Y, por lo tanto, muchas veces pareció que era un deseo casi vacío, sin contenidos claros. Se hablaba de un país independiente, sí, pero nunca de su organización económica y social. Quizá por eso nunca quedó claro cuánta energía social —cuántos sacrificios— se requería para conseguirlo.
Solo así era posible suponer que se puede construir un país con el apoyo del 40 por ciento de sus ciudadanos. Inventar un país es un proceso complejo, costoso, peleado: para dar semejante paso se necesita un apoyo más que masivo. Las independencias —la posibilidad de empezar un país nuevo— se ganan con guerras o con el derrumbe del poder “colonial” o con grandes mayorías decididas. Las dos primeras parecen —por suerte— imposibles; la tercera no existe ahora en Cataluña. Empezar un país con su población partida al medio sería una receta perfecta para el desastre.
Y, para colmo, esta semana los independentistas perdieron el monopolio de la palabra, del relato, de la calle. De pronto los callados —más de la mitad de los catalanes— empezaron a hablar. Se habían mantenido en silencio durante años: oponerse al patriotismo quedaba mal en los cafés y los salones. Pero la inminencia de la declaración los sacó del letargo y de pronto esa mayoría (?) silenciosa intentó dejar de serlo.
Se empiezan a oír voces distintas. Ahora se diría que millones de personas tienen la sensación de que dos energúmenos —Rajoy y Puigdemont— y sus secuaces los están llevando hacia una situación que los espanta: hacia un enfrentamiento que puede terminar en sangre o, por lo menos, en sudor y lágrimas para todos. Se diría que millones descubrieron que una independencia es la mejor manera de arruinarles las vidas por años y años, y todo en nombre de unas telas de colores demasiado caras.

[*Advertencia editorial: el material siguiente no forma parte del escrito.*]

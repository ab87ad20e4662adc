//! Core engine — the simulate → aggregate pipeline.

pub mod aggregator;
pub mod runner;

pub use aggregator::{aggregate, rank};
pub use runner::Runner;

Se diría que muchos no quieren resignarse a no poder ser catalanes y españoles. Se diría que millones preferirían que todo se calmara, que se buscaran soluciones en lugar de problemas, que se buscaran empates en lugar de victorias, que se encontraran las maneras de volver a pensar en otras cosas. Se diría que lo quieren, aunque no sepan cómo podrían conseguirlo.

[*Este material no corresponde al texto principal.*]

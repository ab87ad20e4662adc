//! Simulation runner.
//!
//! Plays every strategy against the shared arm population for a number of
//! runs × epochs, validating each recommendation and recording the total
//! payout of every epoch.

use std::collections::{HashMap, HashSet};
use tracing::{debug, error, info};

use crate::arm::Arm;
use crate::strategy::Strategy;
use crate::types::{SimError, TrialResults};

pub struct Runner {
    arms: HashMap<String, Arm>,
    strategies: Vec<Box<dyn Strategy>>,
}

impl Runner {
    /// Build a runner. Strategy ids must be unique since results are keyed
    /// by them; arms are keyed by their own id (a later arm with the same id
    /// replaces an earlier one).
    pub fn new(
        arms: impl IntoIterator<Item = Arm>,
        strategies: Vec<Box<dyn Strategy>>,
    ) -> Result<Self, SimError> {
        let mut seen = HashSet::new();
        for s in &strategies {
            if !seen.insert(s.id().to_string()) {
                return Err(SimError::DuplicateStrategy(s.id().to_string()));
            }
        }
        let arms = arms
            .into_iter()
            .map(|arm| (arm.id().to_string(), arm))
            .collect();
        Ok(Self { arms, strategies })
    }

    /// Arm ids in sorted order.
    pub fn arm_ids(&self) -> Vec<String> {
        let mut ids: Vec<String> = self.arms.keys().cloned().collect();
        ids.sort();
        ids
    }

    /// Run every strategy `runs` times for `epochs` epochs each.
    ///
    /// Per epoch: ask the strategy for `recommendation_size` arms, reject
    /// the whole simulation if the recommendation repeats an id, then pull
    /// each arm in order, feeding its payout back to the strategy before the
    /// next pull. Strategy state carries over from run to run.
    pub fn simulate(
        &mut self,
        runs: usize,
        epochs: usize,
        recommendation_size: usize,
    ) -> Result<TrialResults, SimError> {
        let mut results = TrialResults::new();

        for strategy in self.strategies.iter_mut() {
            let strategy_id = strategy.id().to_string();
            info!(
                strategy = %strategy_id,
                runs,
                epochs,
                recommendation_size,
                "Simulating strategy"
            );

            let mut strategy_runs = Vec::with_capacity(runs);
            for run in 0..runs {
                let mut run_payouts = Vec::with_capacity(epochs);

                for epoch in 0..epochs {
                    let recommendation = strategy.recommend(recommendation_size);

                    if has_duplicates(&recommendation) {
                        error!(
                            strategy = %strategy_id,
                            run,
                            epoch,
                            recommendation = ?recommendation,
                            "Recommendation contains duplicated entries, aborting simulation"
                        );
                        return Err(SimError::DuplicateRecommendation {
                            strategy: strategy_id,
                            run,
                            epoch,
                            recommendation,
                        });
                    }

                    if let Some(missing) = recommendation.iter().find(|id| !self.arms.contains_key(*id)) {
                        error!(strategy = %strategy_id, arm_id = %missing, "Unknown arm recommended");
                        return Err(SimError::UnknownArm {
                            strategy: strategy_id,
                            arm_id: missing.clone(),
                        });
                    }

                    let mut epoch_payout = 0.0;
                    for arm_id in &recommendation {
                        let payout = match self.arms.get_mut(arm_id) {
                            Some(arm) => arm.pull(),
                            None => 0.0, // checked above
                        };
                        epoch_payout += payout;
                        strategy.feedback(arm_id, payout);
                    }

                    run_payouts.push(epoch_payout);
                }

                debug!(
                    strategy = %strategy_id,
                    run,
                    total = run_payouts.iter().sum::<f64>(),
                    "Run complete"
                );
                strategy_runs.push(run_payouts);
            }

            let mean_total = if runs > 0 {
                strategy_runs.iter().map(|r| r.iter().sum::<f64>()).sum::<f64>() / runs as f64
            } else {
                0.0
            };
            info!(
                strategy = %strategy_id,
                mean_total_payout = format!("{mean_total:.4}"),
                "Strategy simulation complete"
            );
            results.push(strategy_id, strategy_runs);
        }

        Ok(results)
    }
}

fn has_duplicates(recommendation: &[String]) -> bool {
    let mut seen = HashSet::with_capacity(recommendation.len());
    !recommendation.iter().all(|id| seen.insert(id.as_str()))
}

// ---------------------------------------------------------------------------
// Tests
// ---------------------------------------------------------------------------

No se sabe. En estos días los callados están buscando las maneras de hablar: de decir que no quieren seguir callados si su silencio legitima los gritos de otros. Pero no siempre las encuentran. Hay marchas contra el patrioterismo catalán y algunas se convierten en gritos patrioteros españoles: hace tiempo que no salían a las calles españolas tantos himnos y signos franquistas; hace tiempo que no se veía a ciertos demócratas tolerarlos tanto y que la amenaza del fascismo no aparecía tan clara.

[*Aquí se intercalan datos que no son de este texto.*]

//! Strategy abstraction — the pluggable "bandit".
//!
//! The engine only ever talks to a strategy through [`Strategy`]: ask for a
//! recommendation, then report the payout of every recommended arm. Whatever
//! policy a strategy follows (exploration, memory of past pulls, ...) stays
//! private to it.

pub mod uniform;

use crate::types::ArmId;

/// A decision policy that recommends arms and learns from their payouts.
///
/// One instance is used for every run and epoch of a `Runner::simulate`
/// call. The runner never resets it between runs; a strategy that wants
/// independent runs has to reset itself.
pub trait Strategy {
    /// Display name, unique within a runner. Results are keyed by it.
    fn id(&self) -> &str;

    /// Recommend `size` distinct arm ids from the eligible set.
    ///
    /// When `size` exceeds the number of eligible arms the contract cannot
    /// be met; the strategy may return fewer ids, but any repeated id makes
    /// the runner abort the simulation.
    fn recommend(&mut self, size: usize) -> Vec<ArmId>;

    /// Payout of one recommended arm, delivered right after it was pulled,
    /// in recommendation order. `payout` is `>= 0` and often exactly `0`.
    fn feedback(&mut self, arm_id: &str, payout: f64);
}

/// Per-arm statistics a strategy can accumulate from feedback.
#[derive(Debug, Clone, Copy, Default, PartialEq)]
pub struct ArmStats {
    pub pulls: u64,
    pub total_payout: f64,
}

impl ArmStats {
    pub fn record(&mut self, payout: f64) {
        self.pulls += 1;
        self.total_payout += payout;
    }

    /// Mean payout per pull; zero before the first pull.
    pub fn mean(&self) -> f64 {
        if self.pulls == 0 {
            0.0
        } else {
            self.total_payout / self.pulls as f64
        }
    }
}

// ---------------------------------------------------------------------------
// Tests
// ---------------------------------------------------------------------------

Siempre es más fácil cantar a favor de una bandera que contra el exceso de banderas. Siempre es más fácil seguir a un líder que una idea. Pero los que tratan de no dejarse llevar por las corrientes patrias son cada vez más. Si consiguen expresarse, algo puede cambiar en Cataluña. Y en el resto de España. Deberían, para eso, convencerse de que la solución no es irse cada cual por su lado y deshacer poco a poco su país, sino rehacer juntos un país —una sociedad— de donde nadie quiera irse: ni las regiones ni los ciudadanos. No es fácil, es indispensable.
Pero, por ahora, Puigdemont acaba de declarar una independencia diferida, llamando al diálogo, y se espera la respuesta de Madrid, que hasta ahora ha sido, casi en cada caso, la peor. Ayer mismo el portavoz del Partido Popular, Pablo Casado, dijo que “a lo mejor el que la declare (la independencia) acaba como el que la declaró hace 83 años”. Ese hombre, el primer presidente de la Generalitat, se llamaba Lluis Companys y es el héroe nacional catalán desde que, el 15 de octubre de 1940, fue fusilado por la dictadura del general Francisco Franco.